Indigenous leaders march to demand climate change action. Photo credit: Shadia Fayne Wood.
Welcome to This Week in Civil Rights and Civil Liberties. This week, indigenous activists marched to the White House to demand action on climate change, California will begin requiring free menstrual products in public schools, workers are striking across the country for fair pay and access to rights, redistricting maps in Texas decrease the voting power of people of color, Julius Jones is now on “death watch,” and more.
On Monday October 11th, Indigenous Peoples’ Day, hundreds of indigenous leaders protested at the White House demanding that President Biden cease fossil fuel projects that are threatening Native communities. In addition to climate change, leaders expressed that these projects violate treaty rights and consent, and contribute to increased Missing and Murdered Indigenous Women. Police arrested more than 135 marchers.
The Dayton Police Department announced an investigation this week into the conduct of police officers who dragged Clifford Owensby, a Black man who is parapalegic, from his car. When officers stopped Mr. Owensby and told him to get out of his car, he informed them that he is parapalegic and requested the assistance of a supervisor. Officers became frustrated and yanked Mr. Owensby by his hair and arms out of the car, dragging him on the street while he was handcuffed and begging for help. The Fraternal Order of Police defended the conduct of the officers. Mr. Owensby filed a complaint with the NAACP, who will also investigate.

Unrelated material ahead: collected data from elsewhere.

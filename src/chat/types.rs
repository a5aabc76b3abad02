use rust_decimal::Decimal;
use serde::{Deserialize, Serialize};
use validator::Validate;

use crate::error::{Error, Result};
use crate::models::{CanonicalRequest, CanonicalResponse, FunctionCall, ResponseStatus};

pub const DEFAULT_QUERY_TYPE: &str = "default";

/// One chat call as submitted by a client.
#[derive(Debug, Clone, Serialize, Deserialize, Validate)]
pub struct ChatSubmission {
    #[serde(alias = "llm_class_name")]
    #[validate(length(min = 1, message = "Missing model_name"))]
    pub model_name: String,
    #[serde(default = "default_query_type")]
    pub query_type: String,
    #[serde(flatten)]
    pub request: CanonicalRequest,
}

fn default_query_type() -> String {
    DEFAULT_QUERY_TYPE.to_string()
}

impl ChatSubmission {
    pub fn new(model_name: impl Into<String>, query_type: impl Into<String>, request: CanonicalRequest) -> Self {
        Self {
            model_name: model_name.into(),
            query_type: query_type.into(),
            request,
        }
    }

    pub fn check(&self) -> Result<()> {
        self.validate().map_err(|e| Error::validation(e.to_string()))?;
        if self.model_name.trim().is_empty() {
            return Err(Error::validation("Missing model_name"));
        }
        Ok(())
    }
}

/// Whether a query type is metered against the caller's credit.
#[derive(Debug, Clone, Copy, PartialEq, Eq)]
pub enum Billing {
    Billable,
    Free,
}

/// Result of a settled chat call. Running out of credit is an outcome, not an error.
#[derive(Debug, Clone, PartialEq)]
pub enum ChatOutcome {
    Completed {
        response: CanonicalResponse,
        credit_remaining: Decimal,
        charged: Option<Decimal>,
    },
    InsufficientCredits {
        message: String,
        credit_remaining: Decimal,
    },
}

impl ChatOutcome {
    pub fn credit_remaining(&self) -> Decimal {
        match self {
            ChatOutcome::Completed { credit_remaining, .. } => *credit_remaining,
            ChatOutcome::InsufficientCredits { credit_remaining, .. } => *credit_remaining,
        }
    }

    pub fn charged(&self) -> Option<Decimal> {
        match self {
            ChatOutcome::Completed { charged, .. } => *charged,
            ChatOutcome::InsufficientCredits { .. } => None,
        }
    }

    pub fn message(&self) -> Option<&str> {
        match self {
            ChatOutcome::Completed { response, .. } => response.message.as_deref(),
            ChatOutcome::InsufficientCredits { message, .. } => Some(message),
        }
    }
}

#[derive(Debug, Clone, Copy, PartialEq, Eq, Serialize, Deserialize)]
#[serde(rename_all = "snake_case")]
pub enum ReplyStatus {
    Ok,
    ProviderError,
    InsufficientCredits,
}

/// Wire shape of a chat call's result.
#[derive(Debug, Clone, PartialEq, Serialize, Deserialize)]
pub struct ChatReply {
    pub message: Option<String>,
    pub function_call: Option<FunctionCall>,
    #[serde(with = "rust_decimal::serde::float")]
    pub credit_remaining: Decimal,
    pub status: ReplyStatus,
}

impl From<ChatOutcome> for ChatReply {
    fn from(outcome: ChatOutcome) -> Self {
        match outcome {
            ChatOutcome::Completed {
                response,
                credit_remaining,
                ..
            } => ChatReply {
                status: match response.status {
                    ResponseStatus::Ok => ReplyStatus::Ok,
                    ResponseStatus::ProviderError => ReplyStatus::ProviderError,
                },
                message: response.message,
                function_call: response.function_call,
                credit_remaining,
            },
            ChatOutcome::InsufficientCredits {
                message,
                credit_remaining,
            } => ChatReply {
                message: Some(message),
                function_call: None,
                credit_remaining,
                status: ReplyStatus::InsufficientCredits,
            },
        }
    }
}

Homeland Security Secretary Alejandro Mayorkas issued a memorandum on Tuesday October 12th ordering that ICE cease conducting mass immigration raids at workplaces where people who are undocumented are employed. Mr. Mayorkas cited concerns that the raids “were used as a tool by exploitative employers to suppress and retaliate against workers’ assertion of labor laws,” and although advocacy organizations applauded the order, they also called for more permanent protections.
This week, the Texas legislators re-drew district maps into a “doughnut shape,” decreasing the voting power of Black, Latinx, and Asian voters. Speaking about the redistricting map in Senate Bill 6, Gary Bledsoe, president of the Texas NAACP, stated “This strange-shaped doughnut denies folks their voting rights.” Negotiations continue in the upper and lower houses before Governor Greg Abbot can sign the bill into law; voting rights advocates are expected to raise challenges to SB 6.
California Governor Gavin Newsom signed a bill into law that will require public schools and colleges to provide free menstrual products for people who menstruate. In describing her legislation, Assemblywoman Cristina Garcia stated “Just as toilet paper and paper towels are provided in virtually every public bathroom, so should menstrual products.”
The Department of Justice announced this week that it will ask the Supreme Court to halt the new Texas abortion law, SB 8. Although US District Court Judge Pitman temporarily barred the enforcement of this law last week, two days later the 5th Circuit placed an administrative stay on Judge Pitman’s injunction. SB 8 is currently in effect, with wide-ranging implications for people of color and people experiencing poverty.
On Tuesday October 12th, President Biden’s administration approved Colorado’s request to include gender-affirming care among the guaranteed healthcare benefits that must be provided, using a Trump-era policy that allows states to define what must be covered under the Affordable Care Act. The Center for American Progress found that due to gaps in coverage nation-wide, 56% of trans people of color reported they were denied gender-affirming care; in Colorado beginning January 1st, many private insurers must cover transition-related procedures.
More than one hundred thousand workers are engaged in strikes across the country, advocating for fair pay, safe working conditions, and greater access to rights. Workers are also concerned about companies engaged in or proposing two-tiered wage systems. People participating in strikes include nurses, factory workers, production teams, and more, and span companies such as John Deere, Kellogg, and the International Alliance of Theatrical Stage Employees.
This week Gaige Grosskreutz, one of the protestors shot by Kyle Rittenhouse, filed suit against the City of Kenosha, Kenosha County, and several law enforcement officers claiming that they “condoned the efforts of white nationalists to violently dispel demonstrators protesting a police shooting.” The federal lawsuit by Grosskreutz alleges that authorities were not only aware that “armed vigilantes” would be patrolling the Black Lives Matter protest, but that authorities also encouraged and “deputized” this participation.
Julius Jones, a Black man sentenced to death yet raising compelling evidence that he was wrongfully convicted, is on “death watch” for the month before his execution date, starting Friday October 15th. Mr. Jones has spent more than 20 years on death row for a crime he insists he did not commit. In September, the Oklahoma Pardon and Parole Board recommended that Governor Kevin Stitt commute the capital sentence imposed on Mr. Jones to life with the possibility of parole; Governor Stitts plans to make a determination after the clemency hearing for Mr. Jones on October 26th.